Ab 28. August 2014 in den österreichischen Kinos
DIPLOMATIE
Deutschland / Frankreich  /  2014 
Regie: Volker Schlöndorff
Mit: Niels Arestrup, André Dussollier, Robert Stadlober, Burghart Klaußner u.a.

Nicht auszudenken, wie die Welt heute aussähe, hätten die Deutschen am 25. August 1944 tatsächlich, wie von Hitler befohlen, Paris in die Luft gesprengt, Notre Dame, den Eiffelturm, den Louvre, alles, was an dieser Stadt kostbar ist. Die Tat wäre unverzeihlich geblieben durch Menschengedenken hindurch und weit darüber hinaus, aus diesem Haß hätte sich kein Vereintes Europa aufbauen lassen… Nun, es ist nicht geschehen. Diese Schuld, die Hitler vermutlich so leicht getragen hätte wie Millionen von vernichteten Menschenleben, musste Deutschland nicht schultern.

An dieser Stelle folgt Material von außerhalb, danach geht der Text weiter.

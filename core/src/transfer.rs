// Copyright (c) 2022-2023 The MobileCoin Foundation

//! Chunked transfer receiver.
//!
//! A signing flow declares the total transaction size up front; the host
//! then streams the raw bytes in chunks, each acknowledged individually.
//! The receiver allocates the buffer exactly once, rejects any chunk that
//! would overflow it, and requires the final accounting to match the
//! declared size exactly; a mismatch aborts the session, it is never
//! retried.

use vault_apps_proto::chunk::{ChunkAck, ChunkPayload};

use crate::error::Error;

/// Upper bound on a host-declared transaction size; checked before the
/// single buffer allocation
pub const MAX_TXN_SIZE: usize = 16 * 1024;

/// Receiver state for one streamed transaction
#[derive(Clone, Debug)]
pub struct ChunkedReceiver {
    buffer: Vec<u8>,
    total_size: usize,
    received: usize,
    complete: bool,
}

impl ChunkedReceiver {
    /// Allocate for a host-declared total size.
    ///
    /// `total_size` is untrusted: zero or above [`MAX_TXN_SIZE`] is a
    /// data-flow error before any allocation happens.
    pub fn new(total_size: u32) -> Result<Self, Error> {
        let total_size = total_size as usize;
        if total_size == 0 || total_size > MAX_TXN_SIZE {
            return Err(Error::DataFlow);
        }

        Ok(Self {
            buffer: vec![0u8; total_size],
            total_size,
            received: 0,
            complete: false,
        })
    }

    /// Consume one chunk, returning the ack to transmit.
    ///
    /// Rejects index overruns and any chunk that would write past the
    /// declared size. When the host signals the final chunk
    /// (`remaining_size == 0` or last index) the accumulated byte count
    /// must equal the declared total.
    pub fn ingest(&mut self, payload: &ChunkPayload) -> Result<ChunkAck, Error> {
        if self.complete {
            return Err(Error::DataFlow);
        }

        if payload.chunk_index >= payload.total_chunks
            || self.received + payload.chunk.len() > self.total_size
        {
            return Err(Error::DataFlow);
        }

        self.buffer[self.received..self.received + payload.chunk.len()]
            .copy_from_slice(&payload.chunk);
        self.received += payload.chunk.len();

        if payload.remaining_size == 0 || payload.chunk_index + 1 == payload.total_chunks {
            if self.received != self.total_size {
                return Err(Error::DataFlow);
            }
            self.complete = true;
        }

        Ok(ChunkAck {
            chunk_index: payload.chunk_index,
        })
    }

    /// True once the final chunk has been accepted
    pub fn is_complete(&self) -> bool {
        self.complete
    }

    /// Take the reassembled buffer; accounting must have completed
    pub fn finish(self) -> Result<Vec<u8>, Error> {
        if !self.complete {
            return Err(Error::DataFlow);
        }
        Ok(self.buffer)
    }
}

#[cfg(test)]
mod test {
    use super::*;

    fn chunks_for(data: &[u8]) -> Vec<ChunkPayload> {
        ChunkPayload::split(data)
    }

    #[test]
    fn reassembles_multi_chunk() {
        let data: Vec<u8> = (0..5000).map(|i| (i % 251) as u8).collect();
        let mut rx = ChunkedReceiver::new(data.len() as u32).unwrap();

        for (i, c) in chunks_for(&data).iter().enumerate() {
            let ack = rx.ingest(c).unwrap();
            assert_eq!(ack.chunk_index, i as u32);
        }

        assert!(rx.is_complete());
        assert_eq!(rx.finish().unwrap(), data);
    }

    #[test]
    fn bounds_total_size() {
        assert_eq!(ChunkedReceiver::new(0).unwrap_err(), Error::DataFlow);
        assert_eq!(
            ChunkedReceiver::new(MAX_TXN_SIZE as u32 + 1).unwrap_err(),
            Error::DataFlow
        );
    }

    #[test]
    fn rejects_index_out_of_range() {
        let mut rx = ChunkedReceiver::new(8).unwrap();
        let bad = ChunkPayload {
            chunk: vec![0; 4],
            chunk_index: 1,
            total_chunks: 1,
            remaining_size: 4,
        };
        assert_eq!(rx.ingest(&bad).unwrap_err(), Error::DataFlow);
    }

    #[test]
    fn rejects_overflowing_chunk() {
        // declared 8 bytes but the host sends 12: must fail before any
        // write past the allocation
        let mut rx = ChunkedReceiver::new(8).unwrap();
        let bad = ChunkPayload {
            chunk: vec![0xaa; 12],
            chunk_index: 0,
            total_chunks: 1,
            remaining_size: 0,
        };
        assert_eq!(rx.ingest(&bad).unwrap_err(), Error::DataFlow);
    }

    #[test]
    fn rejects_short_delivery() {
        // final chunk flag with only half the declared bytes
        let mut rx = ChunkedReceiver::new(8).unwrap();
        let short = ChunkPayload {
            chunk: vec![0xbb; 4],
            chunk_index: 0,
            total_chunks: 1,
            remaining_size: 0,
        };
        assert_eq!(rx.ingest(&short).unwrap_err(), Error::DataFlow);
    }

    #[test]
    fn rejects_data_after_completion() {
        let mut rx = ChunkedReceiver::new(4).unwrap();
        let c = ChunkPayload {
            chunk: vec![1, 2, 3, 4],
            chunk_index: 0,
            total_chunks: 2,
            remaining_size: 0,
        };
        rx.ingest(&c).unwrap();
        assert!(rx.is_complete());

        let extra = ChunkPayload {
            chunk: vec![5],
            chunk_index: 1,
            total_chunks: 2,
            remaining_size: 0,
        };
        assert_eq!(rx.ingest(&extra).unwrap_err(), Error::DataFlow);
    }

    #[test]
    fn unfinished_buffer_unavailable() {
        let rx = ChunkedReceiver::new(4).unwrap();
        assert!(rx.finish().is_err());
    }
}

Was den verantwortlichen General Dietrich von Choltitz, damals „Stadtkommandant von Groß-Paris“, dazu bewogen hat, den Befehl nicht auszuführen, ist bis heute umstritten. Regisseur Volker Schlöndorff entschloss sich, gewissermaßen die „poetische Wahrheit“ der Geschichte auf die Leinwand zu bringen, indem er dazu das Theaterstück von Cyril Gely verfilmte, und zwar in der Besetzung, in der es 2011 im Pariser Théâtre de la Madeleine gespielt wurde. Er hat auch die französische Sprache für die Hauptauseinandersetzung zwischen Choltitz und seinem Gegenspieler, dem schwedischen Generalkonsul Raoul Nordling, für den Film beibehalten, mit seinen Untergebenen spricht der General Deutsch.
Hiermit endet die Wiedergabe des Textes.